When a cow calves, she enters a period of negative energy status, caused by DM intake limiting her ability to meet the demands of lactation. This will be the case for approximately the next 10 weeks of lactation.
Energy is partitioned to the mammary gland for milk synthesis, and because she cannot consume enough DM to meet the demand of lactation, she takes it from her body reserves, and body weight decreases. For this reason, she is at a high risk for metabolic diseases, especially during the transition period. The transition period is comprised of the three weeks before and after calving, and is the time when milk fever, ketosis, retained fetal membranes, metritis and displaced abomasum primarily affect cows.

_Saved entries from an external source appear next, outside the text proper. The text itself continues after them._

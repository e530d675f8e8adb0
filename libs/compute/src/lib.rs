//! Compute provider access for the fleet controller.
//!
//! ## Modules
//!
//! - `provider`: the [`ComputeProvider`] trait the controller depends on
//! - `gce`: HTTP implementation against the compute REST API
//! - `mock`: in-memory implementation for tests and local runs
//! - `types`: resource representations shared by both

mod error;
pub mod gce;
pub mod mock;
mod provider;
pub mod types;

pub use error::ProviderError;
pub use gce::{GceClient, TokenSource};
pub use mock::MockProvider;
pub use provider::{ComputeProvider, ProviderResult};
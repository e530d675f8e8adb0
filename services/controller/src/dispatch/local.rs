//! In-process task queue and its runner.
//!
//! The queue is bounded and every task carries its enqueue time. A task is
//! retained for at most [`MAX_TASK_RETENTION`] from enqueue to completion:
//! tasks that waited longer are dropped at dequeue, and running tasks are cut
//! off once their remaining retention runs out. The deleted-instance grace
//! window is derived from this bound.

use std::collections::HashMap;
use std::sync::Arc;
use std::time::Duration;

use gcefleet_reconcile::MAX_TASK_RETENTION;
use tokio::sync::{mpsc, watch, OwnedSemaphorePermit, Semaphore};
use tokio::task::JoinSet;
use tokio::time::Instant;
use tracing::{debug, error, info, instrument, warn};

use super::{Task, TaskDispatcher, TaskHandler, KEY_PARAM};

/// Default number of tasks the queue holds before rejecting enqueues.
pub const DEFAULT_QUEUE_CAPACITY: usize = 10_000;

/// A task waiting in a [`LocalTaskQueue`].
#[derive(Debug, Clone)]
pub struct QueuedTask {
    pub task: Task,
    pub enqueued_at: Instant,
}

/// Receiving half of a [`LocalTaskQueue`].
pub type TaskReceiver = mpsc::Receiver<QueuedTask>;

/// Task dispatcher backed by a bounded in-process channel.
#[derive(Clone)]
pub struct LocalTaskQueue {
    sender: mpsc::Sender<QueuedTask>,
}

impl LocalTaskQueue {
    /// Create a queue holding up to `capacity` tasks and the receiver a
    /// [`TaskRunner`] consumes.
    pub fn new(capacity: usize) -> (Self, TaskReceiver) {
        let (sender, receiver) = mpsc::channel(capacity.max(1));
        (Self { sender }, receiver)
    }
}

impl TaskDispatcher for LocalTaskQueue {
    /// Fails when the queue is full or the runner has shut down.
    fn enqueue(&self, queue: &str, task_name: &str, params: HashMap<String, String>) -> bool {
        let task = Task {
            queue: queue.to_string(),
            name: task_name.to_string(),
            params,
        };
        self.sender
            .try_send(QueuedTask {
                task,
                enqueued_at: Instant::now(),
            })
            .is_ok()
    }
}

/// Executes queued tasks with bounded concurrency.
pub struct TaskRunner {
    handler: Arc<TaskHandler>,
    permits: Arc<Semaphore>,
    max_concurrent: usize,
    retention: Duration,
}

impl TaskRunner {
    pub fn new(handler: Arc<TaskHandler>, max_concurrent: usize) -> Self {
        let max_concurrent = max_concurrent.max(1);
        Self {
            handler,
            permits: Arc::new(Semaphore::new(max_concurrent)),
            max_concurrent,
            retention: MAX_TASK_RETENTION,
        }
    }

    /// Override how long a task may live from enqueue to completion.
    pub fn with_retention(mut self, retention: Duration) -> Self {
        self.retention = retention;
        self
    }

    /// Run tasks until shutdown is signaled, then wait for in-flight tasks.
    ///
    /// A task is only dequeued once a permit is available, so waiting for
    /// capacity never delays shutdown. Once this returns the queue is closed
    /// and further enqueues fail.
    #[instrument(skip_all)]
    pub async fn run(&self, mut tasks: TaskReceiver, mut shutdown: watch::Receiver<bool>) {
        info!(
            max_concurrent = self.max_concurrent,
            retention_secs = self.retention.as_secs(),
            "Starting task runner"
        );
        let mut in_flight = JoinSet::new();

        'run: loop {
            let permit = tokio::select! {
                permit = self.permits.clone().acquire_owned() => match permit {
                    Ok(permit) => permit,
                    Err(_) => break,
                },
                Some(joined) = in_flight.join_next(), if !in_flight.is_empty() => {
                    Self::reap(joined);
                    continue;
                }
                changed = shutdown.changed() => {
                    if changed.is_err() || *shutdown.borrow() {
                        break;
                    }
                    continue;
                }
            };

            loop {
                tokio::select! {
                    queued = tasks.recv() => match queued {
                        Some(queued) => {
                            self.start(&mut in_flight, queued, permit);
                            break;
                        }
                        None => break 'run,
                    },
                    Some(joined) = in_flight.join_next(), if !in_flight.is_empty() => {
                        Self::reap(joined);
                    }
                    changed = shutdown.changed() => {
                        if changed.is_err() || *shutdown.borrow() {
                            break 'run;
                        }
                    }
                }
            }
        }

        info!("Task runner shutting down");
        tasks.close();
        Self::join_all(&mut in_flight).await;
    }

    /// Execute every task currently queued and wait for all of them.
    ///
    /// Returns the number of tasks started; stale tasks are dropped and not
    /// counted.
    pub async fn drain(&self, tasks: &mut TaskReceiver) -> usize {
        let mut in_flight = JoinSet::new();
        let mut executed = 0;
        while let Ok(queued) = tasks.try_recv() {
            let Ok(permit) = self.permits.clone().acquire_owned().await else {
                break;
            };
            if self.start(&mut in_flight, queued, permit) {
                executed += 1;
            }
        }
        Self::join_all(&mut in_flight).await;
        debug!(executed, "Drained task queue");
        executed
    }

    /// Spawn a task holding `permit`, unless it has outlived its retention.
    fn start(
        &self,
        in_flight: &mut JoinSet<()>,
        queued: QueuedTask,
        permit: OwnedSemaphorePermit,
    ) -> bool {
        let QueuedTask { task, enqueued_at } = queued;
        let age = enqueued_at.elapsed();
        let Some(remaining) = self.retention.checked_sub(age).filter(|r| !r.is_zero()) else {
            warn!(
                queue = %task.queue,
                key = task.params.get(KEY_PARAM).map(String::as_str).unwrap_or(""),
                age_secs = age.as_secs(),
                "Dropping task past its retention"
            );
            return false;
        };

        let handler = self.handler.clone();
        in_flight.spawn(async move {
            if tokio::time::timeout(remaining, handler.run(&task)).await.is_err() {
                warn!(queue = %task.queue, "Task exceeded its retention and was abandoned");
            }
            drop(permit);
        });
        true
    }

    fn reap(joined: Result<(), tokio::task::JoinError>) {
        if let Err(e) = joined {
            error!(error = %e, "Task panicked");
        }
    }

    async fn join_all(in_flight: &mut JoinSet<()>) {
        while let Some(joined) = in_flight.join_next().await {
            Self::reap(joined);
        }
    }
}
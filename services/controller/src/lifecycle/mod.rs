//! Lifecycle transitions for every level of the hierarchy.
//!
//! Each operation is idempotent and safe to run concurrently with itself:
//! preconditions are re-checked inside the transaction that applies the
//! change, and any state a concurrent run already applied turns the
//! operation into a no-op.
//!
//! Provider calls always happen outside a transaction. An operation that
//! needs both first talks to the provider and then records the outcome in a
//! short transaction scoped to one record and its parent.

mod instances;
mod managers;
mod templates;

use std::sync::Arc;

use gcefleet_compute::ComputeProvider;
use gcefleet_reconcile::DeletionGrace;
use tracing::warn;

use crate::error::{ControllerError, ControllerResult, Transition};
use crate::prober::ExistenceProber;
use crate::store::Store;

pub use instances::DeletionPath;

/// Applies lifecycle transitions against the store and the provider.
pub struct Lifecycle {
    store: Arc<Store>,
    provider: Arc<dyn ComputeProvider>,
    prober: ExistenceProber,
    grace: DeletionGrace,
}

impl Lifecycle {
    pub fn new(store: Arc<Store>, provider: Arc<dyn ComputeProvider>, grace: DeletionGrace) -> Self {
        Self {
            prober: ExistenceProber::new(provider.clone()),
            store,
            provider,
            grace,
        }
    }

    /// The store this lifecycle writes to.
    pub fn store(&self) -> &Arc<Store> {
        &self.store
    }
}

/// Turn a missing local record into a logged no-op.
///
/// Tasks for records that were removed in the meantime are expected; they
/// are never treated as failures.
fn settle(result: ControllerResult<Transition>) -> ControllerResult<Transition> {
    match result {
        Err(ControllerError::NotFoundLocal { kind, key }) => {
            warn!(kind, key = %key, "Record does not exist");
            Ok(Transition::Unchanged)
        }
        other => other,
    }
}

#[cfg(test)]
pub(crate) mod testing {
    //! Fixtures shared by the lifecycle tests.

    use std::sync::Arc;

    use gcefleet_compute::MockProvider;
    use gcefleet_keys::{ManagerKey, RevisionKey};
    use gcefleet_reconcile::DeletionGrace;

    use super::Lifecycle;
    use crate::store::{ManagerRecord, RevisionRecord, Store, StoreError, TemplateRecord};

    pub const PROJECT: &str = "fleet-project";
    pub const ZONE: &str = "us-central1-b";

    pub struct Fixture {
        pub store: Arc<Store>,
        pub provider: Arc<MockProvider>,
        pub lifecycle: Lifecycle,
        pub template: TemplateRecord,
        pub revision: RevisionRecord,
        pub manager: ManagerRecord,
    }

    /// A template with one active revision holding one active manager.
    pub fn fixture() -> Fixture {
        let store = Arc::new(Store::open_in_memory().unwrap());
        let provider = Arc::new(MockProvider::new());
        let lifecycle = Lifecycle::new(store.clone(), provider.clone(), DeletionGrace::default());

        let mut template = TemplateRecord::new("linux", PROJECT);
        let revision_key = RevisionKey::new(template.key.clone(), "0123456789abcdef").unwrap();
        let mut revision = RevisionRecord::new(
            revision_key.clone(),
            "linux",
            PROJECT,
            serde_json::json!({ "machineType": "n1-standard-1" }),
        );
        let manager = ManagerRecord::new(ManagerKey::new(revision_key.clone(), ZONE).unwrap(), 3, 10);
        template.active = Some(revision_key);
        revision.active.insert(manager.key.clone());

        let fixture = Fixture {
            store,
            provider,
            lifecycle,
            template,
            revision,
            manager,
        };
        fixture.save();
        fixture
    }

    impl Fixture {
        /// Persist the fixture's current records.
        pub fn save(&self) {
            self.store
                .transaction(|tx| -> Result<(), StoreError> {
                    tx.put(&self.template)?;
                    tx.put(&self.revision)?;
                    tx.put(&self.manager)
                })
                .unwrap();
        }

        /// Move the fixture's revision from active to drained.
        pub fn drain_revision(&mut self) {
            self.template.active = None;
            self.template.drained.insert(self.revision.key.clone());
            self.save();
        }

        pub fn template(&self) -> TemplateRecord {
            self.store.get(&self.template.key).unwrap().unwrap()
        }

        pub fn revision(&self) -> Option<RevisionRecord> {
            self.store.get(&self.revision.key).unwrap()
        }

        pub fn manager(&self) -> Option<ManagerRecord> {
            self.store.get(&self.manager.key).unwrap()
        }
    }
}
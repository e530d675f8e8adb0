//! Fleet reconciliation controller.
//!
//! Keeps a four-level hierarchy of instance templates, template revisions,
//! instance group managers and instances converged with a compute provider.
//! A scheduler pass adopts the declared fleet configuration, scans the
//! hierarchy and emits one idempotent task per unit of work; tasks run on a
//! bounded worker pool.
//!
//! ## Modules
//!
//! - `config`: controller settings
//! - `dispatch`: task kinds, the local queue and the task runner
//! - `fleet`: declared fleet configuration and its adoption
//! - `lifecycle`: per-record create, drain, delete and cleanup transitions
//! - `prober`: provider resource existence checks
//! - `resize`: step-limited manager growth
//! - `scheduler`: periodic scanning and task emission
//! - `store`: SQLite-backed hierarchy records

pub mod config;
pub mod dispatch;
pub mod error;
pub mod fleet;
pub mod lifecycle;
pub mod prober;
pub mod resize;
pub mod scheduler;
pub mod state;
pub mod store;

pub use error::{ControllerError, ControllerResult, Transition};
pub use state::Controller;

After production peaks at around 56 days in milk (DIM), the cow’s production slowly tapers off. This is matched with increased intake, which reaches the highest levels between weeks 10 and 20 of lactation. During this time, the cow is in a state of balanced energy status (body weight is maintained).
The third period, positive energy balance, is when the cow compensates for the body weight lost in the previous two periods. Dry matter intake continues to taper off, but is at a level that allows for milk production (decreasing), continued weight gain, as well as maintenance of pregnancy. Weight gain continues throughout the dry period as the cow approaches the transition period.
Despite the fact that nutrient requirements change as an animal proceeds through her lactation, it is not uncommon for dairy producers to feed all lactating cows one ration. The idea behind this practice is that by feeding one ration to the herd, there is little chance of under-feeding the lower-producing cows, ensuring maximum milk production.
However, the cost of this practice is rarely justified with more milk, or more importantly, increased profits. To illustrate our point, we will assume the lactating herd is broken up into two groups, high production and late lactation. Currently, they are fed one ration designed to meet the requirements of the highest producing cows in the herd (80 lbs. fat corrected milk). The ration costs $5.50 per head per day for high cows consuming 57 lbs. of dry matter. The late lactation cows are producing 60 lbs. of milk and eating 54 lbs. of dry matter.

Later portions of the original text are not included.